After V-E day, the partisans in occupied Germany start showing their hand. Before the Allies realise that they are facing more than a few scattered fanatics and get their act together, they have lost many men, including Generals and Marshalls, Paris and London are marked by the revenge of the “German Freedom Front”, and now famous Nuremburg trials are forever doomed. While Heydrich directs his movement he planned for 2 years, his enemies have to fight more against the crack developing in their alliance than his “fanatics”.
And they are not exactly helped by the situation back home. While Russians employ their “both eyes and nose for an eye” policy, a housewife in US, Diana McGraw, grieved by the death of her son after “so-called” V-E day, starts a movement to bring soldiers from Germany back. Before long, the Republicans have seen a political platform to get them back to power, and the few officers who are fighting in Germany to stop the countdown to WW-III are finding their jobs even harder.
Most of the characters in the story are pretty common. These include a housewife from Indiana, who sees the movement she started pushing her to national fame, a reporter who suddenly finds himself at the start of a huge news cycle are on the domestic front, while a private, and a couple of men from CIC and NKVD are fighting the asymmetrical war in the occupied Germany.

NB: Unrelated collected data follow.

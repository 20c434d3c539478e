//! Streaming-store copy kernels
//!
//! Copies one array into another with non-temporal stores so the written
//! data bypasses the cache hierarchy, which makes the measured rate reflect
//! DRAM bandwidth instead of cache bandwidth.
//!
//! # Architecture Support
//! - **x86_64**: AVX-512F (`_mm512_stream_ps/pd`), AVX (`_mm256_stream_ps/pd`),
//!   SSE2 (`_mm_stream_ps/pd`)
//! - **Other targets**: portable `copy_from_slice`
//!
//! Streaming stores need a destination aligned to the vector size. When the
//! destination view is shifted off that alignment (non-zero workspace offset)
//! the kernel keeps the vector loop but uses regular unaligned stores.

#[cfg(target_arch = "x86_64")]
use std::arch::x86_64::*;
use std::fmt;
use std::sync::atomic::{AtomicU8, Ordering};

use serde::{Deserialize, Serialize};

use crate::element::StreamElement;

/// Instruction set used by the copy kernel
#[derive(Debug, Clone, Copy, PartialEq, Eq, Hash)]
#[repr(u8)]
pub enum SimdLevel {
    /// Scalar/compiler-vectorized copy
    Portable = 0,
    /// 128-bit streaming stores
    Sse2 = 1,
    /// 256-bit streaming stores
    Avx = 2,
    /// 512-bit streaming stores
    Avx512 = 3,
}

impl SimdLevel {
    /// Vector register width in bytes (elements are copied one at a time in
    /// the portable kernel, reported as 0).
    pub const fn vector_bytes(self) -> usize {
        match self {
            SimdLevel::Portable => 0,
            SimdLevel::Sse2 => 16,
            SimdLevel::Avx => 32,
            SimdLevel::Avx512 => 64,
        }
    }

    pub const fn name(self) -> &'static str {
        match self {
            SimdLevel::Portable => "portable",
            SimdLevel::Sse2 => "sse2-stream",
            SimdLevel::Avx => "avx-stream",
            SimdLevel::Avx512 => "avx512-stream",
        }
    }

    /// Name of this level when the destination is not vector-aligned and
    /// the kernel uses ordinary stores instead of streaming ones.
    pub const fn temporal_name(self) -> &'static str {
        match self {
            SimdLevel::Portable => "portable",
            SimdLevel::Sse2 => "sse2-temporal",
            SimdLevel::Avx => "avx-temporal",
            SimdLevel::Avx512 => "avx512-temporal",
        }
    }

    /// Whether a copy into a destination starting at `addr` takes the
    /// streaming path. Never true for the portable kernel.
    #[inline]
    pub const fn streams_to(self, addr: usize) -> bool {
        let align = self.vector_bytes();
        align != 0 && addr % align == 0
    }

    /// Whether the running CPU can execute this level.
    pub fn is_supported(self) -> bool {
        match self {
            SimdLevel::Portable => true,
            #[cfg(target_arch = "x86_64")]
            SimdLevel::Sse2 => is_x86_feature_detected!("sse2"),
            #[cfg(target_arch = "x86_64")]
            SimdLevel::Avx => is_x86_feature_detected!("avx"),
            #[cfg(target_arch = "x86_64")]
            SimdLevel::Avx512 => is_x86_feature_detected!("avx512f"),
            #[cfg(not(target_arch = "x86_64"))]
            _ => false,
        }
    }

    fn from_u8(value: u8) -> Option<Self> {
        match value {
            0 => Some(SimdLevel::Portable),
            1 => Some(SimdLevel::Sse2),
            2 => Some(SimdLevel::Avx),
            3 => Some(SimdLevel::Avx512),
            _ => None,
        }
    }
}

impl fmt::Display for SimdLevel {
    fn fmt(&self, f: &mut fmt::Formatter<'_>) -> fmt::Result {
        f.write_str(self.name())
    }
}

/// Kernel selection requested by the configuration
#[derive(Debug, Clone, Copy, Default, PartialEq, Eq, Serialize, Deserialize)]
#[serde(rename_all = "lowercase")]
pub enum KernelChoice {
    /// Best streaming kernel the CPU supports
    #[default]
    Auto,
    /// Portable copy without streaming stores
    Portable,
}

impl KernelChoice {
    pub fn resolve(self) -> SimdLevel {
        match self {
            KernelChoice::Auto => active_level(),
            KernelChoice::Portable => SimdLevel::Portable,
        }
    }
}

const LEVEL_UNKNOWN: u8 = u8::MAX;

/// Cached after first detection to avoid repeated CPUID calls.
static ACTIVE_LEVEL: AtomicU8 = AtomicU8::new(LEVEL_UNKNOWN);

fn detect_level() -> SimdLevel {
    [SimdLevel::Avx512, SimdLevel::Avx, SimdLevel::Sse2]
        .into_iter()
        .find(|level| level.is_supported())
        .unwrap_or(SimdLevel::Portable)
}

/// Best kernel level for the running CPU
#[inline]
pub fn active_level() -> SimdLevel {
    if let Some(level) = SimdLevel::from_u8(ACTIVE_LEVEL.load(Ordering::Relaxed)) {
        return level;
    }
    let detected = detect_level();
    log::debug!("detected copy kernel: {}", detected);
    ACTIVE_LEVEL.store(detected as u8, Ordering::Relaxed);
    detected
}

/// Name of the kernel [`stream_copy`] dispatches to.
pub fn kernel_name() -> &'static str {
    active_level().name()
}

/// Streaming copy with runtime dispatch
///
/// # Panics
/// Panics if `dst` and `src` have different lengths.
pub fn stream_copy<T: StreamElement>(src: &[T], dst: &mut [T]) {
    stream_copy_at(active_level(), src, dst);
}

/// Streaming copy at an explicit level
///
/// Levels the CPU does not support fall back to the portable kernel.
///
/// # Panics
/// Panics if `dst` and `src` have different lengths.
pub fn stream_copy_at<T: StreamElement>(level: SimdLevel, src: &[T], dst: &mut [T]) {
    assert_eq!(
        dst.len(),
        src.len(),
        "Destination and source slices must have the same length"
    );
    if src.is_empty() {
        return;
    }
    let level = if level.is_supported() {
        level
    } else {
        SimdLevel::Portable
    };
    T::copy_at_level(level, src, dst);
}

#[inline]
fn copy_portable<T: Copy>(src: &[T], dst: &mut [T]) {
    dst.copy_from_slice(src);
}

/// Generates one x86 streaming kernel.
///
/// The vector loop covers `len - len % lanes` elements; the tail is copied
/// with plain stores.
macro_rules! x86_stream_kernel {
    ($name:ident, $level:expr, $feature:literal, $ty:ty, $lanes:expr, $load:ident, $stream:ident, $store:ident) => {
        #[cfg(target_arch = "x86_64")]
        #[target_feature(enable = $feature)]
        unsafe fn $name(src: &[$ty], dst: &mut [$ty]) {
            let len = src.len();
            let src_ptr = src.as_ptr();
            let dst_ptr = dst.as_mut_ptr();
            let vector_end = len - len % $lanes;
            let streamable = $level.streams_to(dst_ptr as usize);

            let mut i = 0;
            unsafe {
                if streamable {
                    while i < vector_end {
                        let v = $load(src_ptr.add(i));
                        $stream(dst_ptr.add(i), v);
                        i += $lanes;
                    }
                    // Order the weakly-ordered streaming stores before the
                    // end-of-kernel timestamp.
                    _mm_sfence();
                } else {
                    while i < vector_end {
                        let v = $load(src_ptr.add(i));
                        $store(dst_ptr.add(i), v);
                        i += $lanes;
                    }
                }

                if i < len {
                    std::ptr::copy_nonoverlapping(src_ptr.add(i), dst_ptr.add(i), len - i);
                }
            }
        }
    };
}

x86_stream_kernel!(copy_f32_avx512, SimdLevel::Avx512, "avx512f", f32, 16, _mm512_loadu_ps, _mm512_stream_ps, _mm512_storeu_ps);
x86_stream_kernel!(copy_f32_avx, SimdLevel::Avx, "avx", f32, 8, _mm256_loadu_ps, _mm256_stream_ps, _mm256_storeu_ps);
x86_stream_kernel!(copy_f32_sse2, SimdLevel::Sse2, "sse2", f32, 4, _mm_loadu_ps, _mm_stream_ps, _mm_storeu_ps);
x86_stream_kernel!(copy_f64_avx512, SimdLevel::Avx512, "avx512f", f64, 8, _mm512_loadu_pd, _mm512_stream_pd, _mm512_storeu_pd);
x86_stream_kernel!(copy_f64_avx, SimdLevel::Avx, "avx", f64, 4, _mm256_loadu_pd, _mm256_stream_pd, _mm256_storeu_pd);
x86_stream_kernel!(copy_f64_sse2, SimdLevel::Sse2, "sse2", f64, 2, _mm_loadu_pd, _mm_stream_pd, _mm_storeu_pd);

pub(crate) fn copy_f32(level: SimdLevel, src: &[f32], dst: &mut [f32]) {
    // SAFETY: `stream_copy_at` only passes levels that `is_supported`, and
    // the slices have equal length.
    match level {
        #[cfg(target_arch = "x86_64")]
        SimdLevel::Avx512 => unsafe { copy_f32_avx512(src, dst) },
        #[cfg(target_arch = "x86_64")]
        SimdLevel::Avx => unsafe { copy_f32_avx(src, dst) },
        #[cfg(target_arch = "x86_64")]
        SimdLevel::Sse2 => unsafe { copy_f32_sse2(src, dst) },
        _ => copy_portable(src, dst),
    }
}

pub(crate) fn copy_f64(level: SimdLevel, src: &[f64], dst: &mut [f64]) {
    // SAFETY: see `copy_f32`.
    match level {
        #[cfg(target_arch = "x86_64")]
        SimdLevel::Avx512 => unsafe { copy_f64_avx512(src, dst) },
        #[cfg(target_arch = "x86_64")]
        SimdLevel::Avx => unsafe { copy_f64_avx(src, dst) },
        #[cfg(target_arch = "x86_64")]
        SimdLevel::Sse2 => unsafe { copy_f64_sse2(src, dst) },
        _ => copy_portable(src, dst),
    }
}

#[cfg(test)]
mod tests {
    use super::*;
    use crate::buffer::AlignedBuffer;
    use proptest::prelude::*;

    const ALL_LEVELS: [SimdLevel; 4] = [
        SimdLevel::Portable,
        SimdLevel::Sse2,
        SimdLevel::Avx,
        SimdLevel::Avx512,
    ];

    fn aligned_pair<T: StreamElement>(len: usize, offset: usize) -> (AlignedBuffer<T>, AlignedBuffer<T>) {
        let mut src = AlignedBuffer::<T>::new(len, offset).unwrap();
        for (i, x) in src.as_mut_slice().iter_mut().enumerate() {
            *x = T::from_f64(i as f64 + 0.5);
        }
        let dst = AlignedBuffer::<T>::new(len, offset).unwrap();
        (src, dst)
    }

    #[test]
    fn test_every_level_copies_f32() {
        for level in ALL_LEVELS {
            let (src, mut dst) = aligned_pair::<f32>(1024, 0);
            stream_copy_at(level, src.as_slice(), dst.as_mut_slice());
            assert_eq!(src.as_slice(), dst.as_slice(), "level {}", level);
        }
    }

    #[test]
    fn test_every_level_copies_f64() {
        for level in ALL_LEVELS {
            let (src, mut dst) = aligned_pair::<f64>(1000, 0);
            stream_copy_at(level, src.as_slice(), dst.as_mut_slice());
            assert_eq!(src.as_slice(), dst.as_slice(), "level {}", level);
        }
    }

    #[test]
    fn test_misaligned_destination() {
        // A 4-byte offset breaks every vector alignment.
        for level in ALL_LEVELS {
            let (src, mut dst) = aligned_pair::<f32>(257, 4);
            stream_copy_at(level, src.as_slice(), dst.as_mut_slice());
            assert_eq!(src.as_slice(), dst.as_slice(), "level {}", level);
        }
    }

    #[test]
    fn test_tail_elements() {
        for len in [1, 3, 7, 15, 17, 31, 33] {
            let (src, mut dst) = aligned_pair::<f64>(len, 0);
            stream_copy(src.as_slice(), dst.as_mut_slice());
            assert_eq!(src.as_slice(), dst.as_slice(), "len {}", len);
        }
    }

    #[test]
    fn test_empty_slices() {
        let src: [f32; 0] = [];
        let mut dst: [f32; 0] = [];
        stream_copy(&src, &mut dst);
    }

    #[test]
    #[should_panic(expected = "Destination and source slices must have the same length")]
    fn test_length_mismatch() {
        let src = [1.0f32, 2.0, 3.0];
        let mut dst = [0.0f32; 2];
        stream_copy(&src, &mut dst);
    }

    #[test]
    fn test_active_level_is_supported() {
        let level = active_level();
        assert!(level.is_supported());
        assert_eq!(active_level(), level);
        assert_eq!(kernel_name(), level.name());
        println!("Active kernel: {}", level);
    }

    #[test]
    fn test_streams_only_to_aligned_destinations() {
        assert!(SimdLevel::Avx512.streams_to(128));
        assert!(!SimdLevel::Avx512.streams_to(80));
        assert!(SimdLevel::Sse2.streams_to(80));
        assert!(!SimdLevel::Sse2.streams_to(84));
        assert!(!SimdLevel::Portable.streams_to(0));
        assert_eq!(SimdLevel::Avx.temporal_name(), "avx-temporal");
        assert_eq!(SimdLevel::Portable.temporal_name(), "portable");
    }

    #[test]
    fn test_portable_choice() {
        assert_eq!(KernelChoice::Portable.resolve(), SimdLevel::Portable);
        assert_eq!(KernelChoice::Auto.resolve(), active_level());
    }

    proptest! {
        #[test]
        fn prop_stream_copy_matches_source(
            src in prop::collection::vec(-1.0e6f32..1.0e6, 0..4096)
        ) {
            let mut dst = vec![0.0f32; src.len()];
            stream_copy(&src, &mut dst);
            prop_assert_eq!(&dst[..], &src[..]);
        }
    }
}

But, (in a very interesting similarity to “Inglorius Basterds”, I would say) it is the title character, Reinhard Haydrich, who looms over most of the narrative, by his actions and his presence. A brilliant strategist, he may not be the man with a great imagination (totalitarian regimes frown on that quality in officers), but he is quick to understand the importance of any new development, and to use it to his advantage. He quickly adapts to the “new idea” Japanese came up with (Kamikaze pilots), or uses Diana McGraw’s movement to make Nazi survivors into “German Freedom Front”.
Sometimes you feel that the similarities with the current situation in Iraq are not just hinted, but typed in headline font. But it is also interesting, and sometimes scary, to read how quickly the walls between the allies go up even before the war is officially over, or how the efforts of a few officers fall fart short of success, for almost no fault of their own. Also, while the home front in US quickly dissolves in a political storm, it is quite interesting to see that once you see past the political and media attention, both sides have equally valid points.
But above all that, while I love the historical fiction which “predicts” the future, I have a special place in my heart for historical fiction which predicts future literary classics.
Quote of the Day:
Sergent Benton: If I do me a crappy job, I get my sorry ass blown up. If I do me a great job, they make me stick around – so I can get my sorry ass blown up. Ought to be a name for something like that.
Capt. Weissberg: Yeah, it’s a heller, all right. One of these days, I will bet there will.